Last but not least, what should we look for in the updated files from verant for 'keys' to if they are checking for memory reads?

Thanks.

[throx]

They can detect the OpenProcess() using a SACL if they feel like parsing the event log to find it. Of course with admin access to your own machine you can remove those entries from the event log if you like and in any case they wouldn't be conclusive enough to show anything.

You have to remember there's essentially no difference in behaviour from the OS's point of view between Magelo and an SEQ sniffer.

Of course, if you want to avoid all that nastiness then just use LostInSpace's device driver which bypasses any and all OS protections and detection mechanisms.

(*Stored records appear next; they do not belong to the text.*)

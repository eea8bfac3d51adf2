//! Session models - server-tracked sign-ins and short-lived elevated grants.

use chrono::{DateTime, Duration, Utc};
use rand::Rng;
use serde::{Deserialize, Serialize};
use uuid::Uuid;

use super::principal::AuthMethod;

/// Client context captured at sign-in. Non-secret.
#[derive(Debug, Clone, Default, Serialize, Deserialize)]
pub struct ClientInfo {
    pub ip_address: Option<String>,
    pub user_agent: Option<String>,
    pub location: Option<String>,
}

/// Server-tracked session record.
///
/// Independent of the bearer token's own expiry claim: revoking the session
/// must take effect on the next verify even while the token is still
/// cryptographically valid, so the store lookup is mandatory, not a cache.
#[derive(Debug, Clone, Serialize, Deserialize)]
pub struct Session {
    /// Opaque, unguessable id (256 bits of randomness, hex-encoded).
    pub id: String,
    pub principal_id: Uuid,
    /// SHA-256 of the issued bearer token. The raw token is never stored.
    pub token_hash: String,
    pub method: AuthMethod,
    pub is_active: bool,
    pub created_at: DateTime<Utc>,
    pub expires_at: DateTime<Utc>,
    pub last_activity: DateTime<Utc>,
    pub is_suspicious: bool,
    pub client: ClientInfo,
}

impl Session {
    pub fn new(
        principal_id: Uuid,
        token_hash: String,
        method: AuthMethod,
        ttl: Duration,
        client: ClientInfo,
    ) -> Self {
        let now = Utc::now();
        Self {
            id: new_session_id(),
            principal_id,
            token_hash,
            method,
            is_active: true,
            created_at: now,
            expires_at: now + ttl,
            last_activity: now,
            is_suspicious: false,
            client,
        }
    }

    pub fn is_expired(&self, now: DateTime<Utc>) -> bool {
        self.expires_at <= now
    }

    /// Live means active and not past expiry.
    pub fn is_live(&self, now: DateTime<Utc>) -> bool {
        self.is_active && !self.is_expired(now)
    }
}

/// Short-TTL authorization layered on top of a base session, scoped to
/// exactly the permission set it was requested for.
#[derive(Debug, Clone, Serialize, Deserialize)]
pub struct ElevatedSession {
    pub id: String,
    pub principal_id: Uuid,
    pub permissions: Vec<String>,
    pub is_active: bool,
    pub created_at: DateTime<Utc>,
    pub expires_at: DateTime<Utc>,
}

impl ElevatedSession {
    pub fn new(principal_id: Uuid, mut permissions: Vec<String>, ttl: Duration) -> Self {
        permissions.sort();
        permissions.dedup();
        let now = Utc::now();
        Self {
            id: new_session_id(),
            principal_id,
            permissions,
            is_active: true,
            created_at: now,
            expires_at: now + ttl,
        }
    }

    pub fn is_live(&self, now: DateTime<Utc>) -> bool {
        self.is_active && self.expires_at > now
    }

    /// Whether this grant covers every permission in `required`.
    pub fn covers(&self, required: &[String]) -> bool {
        required
            .iter()
            .all(|p| self.permissions.iter().any(|held| held == p))
    }
}

/// Generate an opaque session id: 32 random bytes, hex-encoded.
pub fn new_session_id() -> String {
    let mut bytes = [0u8; 32];
    rand::thread_rng().fill(&mut bytes[..]);
    hex::encode(bytes)
}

There's no good way to determine if they have put "detection" code into the EQ client other than running it in a debugger and observing it's behaviour almost to the point of reverse engineering it completely. While it's technically and legally possible to detect all forms of sniffing and ban you for them, the effort required on Sony's part to do this is just insane - especially for device driver based sniffers so if you plan to use SEQ, just get the best sniffer you can and use it.

[MisterSpock]

If you twiddle the SACL and don't twiddle it back, it could be detected. SeDebugPrivilege does not trip IsDebuggerPresent, so that isn't an issue.

If you're going to use the ReadProcessMemory-style of sniffer, I recommend using the SeDebugPrivilege-based method.

[Joolz]

Even if it does, just Hook all calls to IsDebuggerPresent and return false.

Talking of which has anybody done the 'ForceLoadLibrary' approach to hooking that is usually used in Half-Life cheating?